Stored data:
=== Section Start ===

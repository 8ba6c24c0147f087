use serde::{Deserialize, Serialize};

/// Whole degrees Celsius as shown on the Chronotherm display.
pub type Temperature = i32;

pub const NO_BUTTON: u8 = 0x00;

#[derive(Debug, Clone, Copy, PartialEq, Eq, Hash, Serialize, Deserialize)]
#[serde(rename_all = "SCREAMING_SNAKE_CASE")]
pub enum Button {
    StartProgram,
    HoldTemp,
    Warmer,
    Cooler,
}

impl Button {
    /// Bit on the port expander wired across this button's contacts.
    pub fn code(self) -> u8 {
        match self {
            Self::StartProgram => 0x01,
            Self::HoldTemp => 0x02,
            Self::Warmer => 0x04,
            Self::Cooler => 0x08,
        }
    }

    pub fn as_str(self) -> &'static str {
        match self {
            Self::StartProgram => "START_PROGRAM",
            Self::HoldTemp => "HOLD_TEMP",
            Self::Warmer => "WARMER",
            Self::Cooler => "COOLER",
        }
    }
}

#[derive(Debug, Clone, Copy, PartialEq, Eq, Serialize, Deserialize)]
#[serde(rename_all = "SCREAMING_SNAKE_CASE")]
pub enum ThermostatMode {
    /// Device follows its internal week program.
    RunProgram,
    /// Device holds one constant temperature.
    HoldConstant,
}

impl ThermostatMode {
    pub fn button(self) -> Button {
        match self {
            Self::RunProgram => Button::StartProgram,
            Self::HoldConstant => Button::HoldTemp,
        }
    }

    pub fn as_str(self) -> &'static str {
        match self {
            Self::RunProgram => "RUN_PROGRAM",
            Self::HoldConstant => "HOLD_CONSTANT",
        }
    }
}
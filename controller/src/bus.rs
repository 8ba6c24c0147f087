use std::{convert::Infallible, thread, time::Duration};

use anyhow::Context;
use embedded_hal::{
    delay::DelayNs,
    i2c::{Error as _, ErrorKind, ErrorType, I2c, Operation, SevenBitAddress},
};
use linux_embedded_hal::I2cdev;
use tracing::{debug, info};

/// The bus the button pad runs on: a kernel i2c-dev node when one is
/// configured, the logging stand-in otherwise.
pub enum HostBus {
    Device(I2cdev),
    DryRun(DryRunBus),
}

impl HostBus {
    pub fn open(device: Option<&str>) -> anyhow::Result<Self> {
        match device {
            Some(path) => {
                let dev = I2cdev::new(path).with_context(|| format!("failed to open {path}"))?;
                info!("button pad on {path}");
                Ok(Self::Device(dev))
            }
            None => Ok(Self::DryRun(DryRunBus::new())),
        }
    }
}

impl ErrorType for HostBus {
    type Error = ErrorKind;
}

impl I2c<SevenBitAddress> for HostBus {
    fn transaction(
        &mut self,
        address: SevenBitAddress,
        operations: &mut [Operation<'_>],
    ) -> Result<(), Self::Error> {
        match self {
            Self::Device(dev) => {
                I2c::transaction(dev, address, operations).map_err(|err| err.kind())
            }
            Self::DryRun(bus) => match bus.transaction(address, operations) {
                Ok(()) => Ok(()),
                Err(never) => match never {},
            },
        }
    }
}

/// Stand-in bus for hosts without an i2c device: every write is logged and
/// reported as delivered. The button pad on top still keeps real timing.
#[derive(Debug, Default)]
pub struct DryRunBus {
    writes: u64,
}

impl DryRunBus {
    pub fn new() -> Self {
        info!("no i2c device configured; button presses are logged only");
        Self::default()
    }
}

impl ErrorType for DryRunBus {
    type Error = Infallible;
}

impl I2c<SevenBitAddress> for DryRunBus {
    fn transaction(
        &mut self,
        address: SevenBitAddress,
        operations: &mut [Operation<'_>],
    ) -> Result<(), Self::Error> {
        for operation in operations {
            match operation {
                Operation::Write(bytes) => {
                    self.writes = self.writes.saturating_add(1);
                    debug!("i2c {address:#04x} <- {bytes:02x?} (write #{})", self.writes);
                }
                Operation::Read(buffer) => buffer.fill(0),
            }
        }
        Ok(())
    }
}

#[derive(Debug, Default, Clone, Copy)]
pub struct StdDelay;

impl DelayNs for StdDelay {
    fn delay_ns(&mut self, ns: u32) {
        thread::sleep(Duration::from_nanos(u64::from(ns)));
    }

    fn delay_ms(&mut self, ms: u32) {
        thread::sleep(Duration::from_millis(u64::from(ms)));
    }
}
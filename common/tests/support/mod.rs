//! Scripted collaborators for dispatcher tests.

use std::sync::{Arc, Mutex};

use chronotherm_common::{
    ActuatorError, Button, ButtonActuator, MailMessage, Mailbox, MailboxError, Notifier,
    NotifyError,
};

#[derive(Debug, Default)]
pub struct KeypadLog {
    pub presses: Vec<Button>,
}

#[allow(dead_code)]
impl KeypadLog {
    pub fn count(&self, button: Button) -> usize {
        self.presses.iter().filter(|pressed| **pressed == button).count()
    }

    /// Splits the log into one press sequence per executed command, using the
    /// cooler reset run as the boundary.
    pub fn warmer_runs(&self) -> Vec<usize> {
        let mut runs = Vec::new();
        let mut current: Option<usize> = None;
        let mut previous = None;

        for press in &self.presses {
            match press {
                Button::Cooler if previous != Some(Button::Cooler) => {
                    if let Some(run) = current.take() {
                        runs.push(run);
                    }
                    current = Some(0);
                }
                Button::Warmer => {
                    if let Some(run) = current.as_mut() {
                        *run += 1;
                    }
                }
                _ => {}
            }
            previous = Some(*press);
        }

        runs.extend(current);
        runs
    }
}

impl ButtonActuator for KeypadLog {
    fn press(&mut self, button: Button) -> Result<(), ActuatorError> {
        self.presses.push(button);
        Ok(())
    }
}

/// Messages stay in `inbox` until deleted, like a real server mailbox.
#[derive(Debug, Default)]
pub struct ScriptedMailbox {
    pub inbox: Vec<MailMessage>,
    pub deleted: Vec<usize>,
    /// Number of upcoming deletes that fail with a busy error.
    pub failing_deletes: usize,
}

impl Mailbox for ScriptedMailbox {
    fn fetch_unread(&mut self) -> Result<Vec<MailMessage>, MailboxError> {
        Ok(self.inbox.clone())
    }

    fn delete(&mut self, id: usize) -> Result<(), MailboxError> {
        if self.failing_deletes > 0 {
            self.failing_deletes -= 1;
            return Err(MailboxError::Io(std::io::Error::new(
                std::io::ErrorKind::Other,
                "EBUSY",
            )));
        }
        self.inbox.retain(|message| message.id != id);
        self.deleted.push(id);
        Ok(())
    }
}

#[derive(Debug, Clone, Default)]
pub struct CapturingNotifier {
    pub sent: Arc<Mutex<Vec<(String, String)>>>,
}

#[allow(dead_code)]
impl CapturingNotifier {
    pub fn subjects(&self) -> Vec<String> {
        self.sent
            .lock()
            .unwrap()
            .iter()
            .map(|(subject, _)| subject.clone())
            .collect()
    }
}

impl Notifier for CapturingNotifier {
    fn send(&mut self, subject: &str, body: &str) -> Result<(), NotifyError> {
        self.sent
            .lock()
            .unwrap()
            .push((subject.to_string(), body.to_string()));
        Ok(())
    }
}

=== Section End ===

### WHAT THIS TASK INVOLVES:
The answer is the full data, repeated exactly as shown.

### TASK RESULT:
repository 8ba6c24c0147f087
use serde::{Deserialize, Serialize};

/// Whole degrees Celsius as shown on the Chronotherm display.
pub type Temperature = i32;

pub const NO_BUTTON: u8 = 0x00;

#[derive(Debug, Clone, Copy, PartialEq, Eq, Hash, Serialize, Deserialize)]
#[serde(rename_all = "SCREAMING_SNAKE_CASE")]
pub enum Button {
    StartProgram,
    HoldTemp,
    Warmer,
    Cooler,
}

impl Button {
    /// Bit on the port expander wired across this button's contacts.
    pub fn code(self) -> u8 {
        match self {
            Self::StartProgram => 0x01,
            Self::HoldTemp => 0x02,
            Self::Warmer => 0x04,
            Self::Cooler => 0x08,
        }
    }

    pub fn as_str(self) -> &'static str {
        match self {
            Self::StartProgram => "START_PROGRAM",
            Self::HoldTemp => "HOLD_TEMP",
            Self::Warmer => "WARMER",
            Self::Cooler => "COOLER",
        }
    }
}

#[derive(Debug, Clone, Copy, PartialEq, Eq, Serialize, Deserialize)]
#[serde(rename_all = "SCREAMING_SNAKE_CASE")]
pub enum ThermostatMode {
    /// Device follows its internal week program.
    RunProgram,
    /// Device holds one constant temperature.
    HoldConstant,
}

impl ThermostatMode {
    pub fn button(self) -> Button {
        match self {
            Self::RunProgram => Button::StartProgram,
            Self::HoldConstant => Button::HoldTemp,
        }
    }

    pub fn as_str(self) -> &'static str {
        match self {
            Self::RunProgram => "RUN_PROGRAM",
            Self::HoldConstant => "HOLD_CONSTANT",
        }
    }
}
filename controller/src/bus.rs
repository 8ba6c24c0147f087
use std::{convert::Infallible, thread, time::Duration};

use anyhow::Context;
use embedded_hal::{
    delay::DelayNs,
    i2c::{Error as _, ErrorKind, ErrorType, I2c, Operation, SevenBitAddress},
};
use linux_embedded_hal::I2cdev;
use tracing::{debug, info};

/// The bus the button pad runs on: a kernel i2c-dev node when one is
/// configured, the logging stand-in otherwise.
pub enum HostBus {
    Device(I2cdev),
    DryRun(DryRunBus),
}

impl HostBus {
    pub fn open(device: Option<&str>) -> anyhow::Result<Self> {
        match device {
            Some(path) => {
                let dev = I2cdev::new(path).with_context(|| format!("failed to open {path}"))?;
                info!("button pad on {path}");
                Ok(Self::Device(dev))
            }
            None => Ok(Self::DryRun(DryRunBus::new())),
        }
    }
}

impl ErrorType for HostBus {
    type Error = ErrorKind;
}

impl I2c<SevenBitAddress> for HostBus {
    fn transaction(
        &mut self,
        address: SevenBitAddress,
        operations: &mut [Operation<'_>],
    ) -> Result<(), Self::Error> {
        match self {
            Self::Device(dev) => {
                I2c::transaction(dev, address, operations).map_err(|err| err.kind())
            }
            Self::DryRun(bus) => match bus.transaction(address, operations) {
                Ok(()) => Ok(()),
                Err(never) => match never {},
            },
        }
    }
}

/// Stand-in bus for hosts without an i2c device: every write is logged and
/// reported as delivered. The button pad on top still keeps real timing.
#[derive(Debug, Default)]
pub struct DryRunBus {
    writes: u64,
}

impl DryRunBus {
    pub fn new() -> Self {
        info!("no i2c device configured; button presses are logged only");
        Self::default()
    }
}

impl ErrorType for DryRunBus {
    type Error = Infallible;
}

impl I2c<SevenBitAddress> for DryRunBus {
    fn transaction(
        &mut self,
        address: SevenBitAddress,
        operations: &mut [Operation<'_>],
    ) -> Result<(), Self::Error> {
        for operation in operations {
            match operation {
                Operation::Write(bytes) => {
                    self.writes = self.writes.saturating_add(1);
                    debug!("i2c {address:#04x} <- {bytes:02x?} (write #{})", self.writes);
                }
                Operation::Read(buffer) => buffer.fill(0),
            }
        }
        Ok(())
    }
}

#[derive(Debug, Default, Clone, Copy)]
pub struct StdDelay;

impl DelayNs for StdDelay {
    fn delay_ns(&mut self, ns: u32) {
        thread::sleep(Duration::from_nanos(u64::from(ns)));
    }

    fn delay_ms(&mut self, ms: u32) {
        thread::sleep(Duration::from_millis(u64::from(ms)));
    }
}
filename common/tests/support/mod.rs
//! Scripted collaborators for dispatcher tests.

use std::sync::{Arc, Mutex};

use chronotherm_common::{
    ActuatorError, Button, ButtonActuator, MailMessage, Mailbox, MailboxError, Notifier,
    NotifyError,
};

#[derive(Debug, Default)]
pub struct KeypadLog {
    pub presses: Vec<Button>,
}

#[allow(dead_code)]
impl KeypadLog {
    pub fn count(&self, button: Button) -> usize {
        self.presses.iter().filter(|pressed| **pressed == button).count()
    }

    /// Splits the log into one press sequence per executed command, using the
    /// cooler reset run as the boundary.
    pub fn warmer_runs(&self) -> Vec<usize> {
        let mut runs = Vec::new();
        let mut current: Option<usize> = None;
        let mut previous = None;

        for press in &self.presses {
            match press {
                Button::Cooler if previous != Some(Button::Cooler) => {
                    if let Some(run) = current.take() {
                        runs.push(run);
                    }
                    current = Some(0);
                }
                Button::Warmer => {
                    if let Some(run) = current.as_mut() {
                        *run += 1;
                    }
                }
                _ => {}
            }
            previous = Some(*press);
        }

        runs.extend(current);
        runs
    }
}

impl ButtonActuator for KeypadLog {
    fn press(&mut self, button: Button) -> Result<(), ActuatorError> {
        self.presses.push(button);
        Ok(())
    }
}

/// Messages stay in `inbox` until deleted, like a real server mailbox.
#[derive(Debug, Default)]
pub struct ScriptedMailbox {
    pub inbox: Vec<MailMessage>,
    pub deleted: Vec<usize>,
    /// Number of upcoming deletes that fail with a busy error.
    pub failing_deletes: usize,
}

impl Mailbox for ScriptedMailbox {
    fn fetch_unread(&mut self) -> Result<Vec<MailMessage>, MailboxError> {
        Ok(self.inbox.clone())
    }

    fn delete(&mut self, id: usize) -> Result<(), MailboxError> {
        if self.failing_deletes > 0 {
            self.failing_deletes -= 1;
            return Err(MailboxError::Io(std::io::Error::new(
                std::io::ErrorKind::Other,
                "EBUSY",
            )));
        }
        self.inbox.retain(|message| message.id != id);
        self.deleted.push(id);
        Ok(())
    }
}

#[derive(Debug, Clone, Default)]
pub struct CapturingNotifier {
    pub sent: Arc<Mutex<Vec<(String, String)>>>,
}

#[allow(dead_code)]
impl CapturingNotifier {
    pub fn subjects(&self) -> Vec<String> {
        self.sent
            .lock()
            .unwrap()
            .iter()
            .map(|(subject, _)| subject.clone())
            .collect()
    }
}

impl Notifier for CapturingNotifier {
    fn send(&mut self, subject: &str, body: &str) -> Result<(), NotifyError> {
        self.sent
            .lock()
            .unwrap()
            .push((subject.to_string(), body.to_string()));
        Ok(())
    }
}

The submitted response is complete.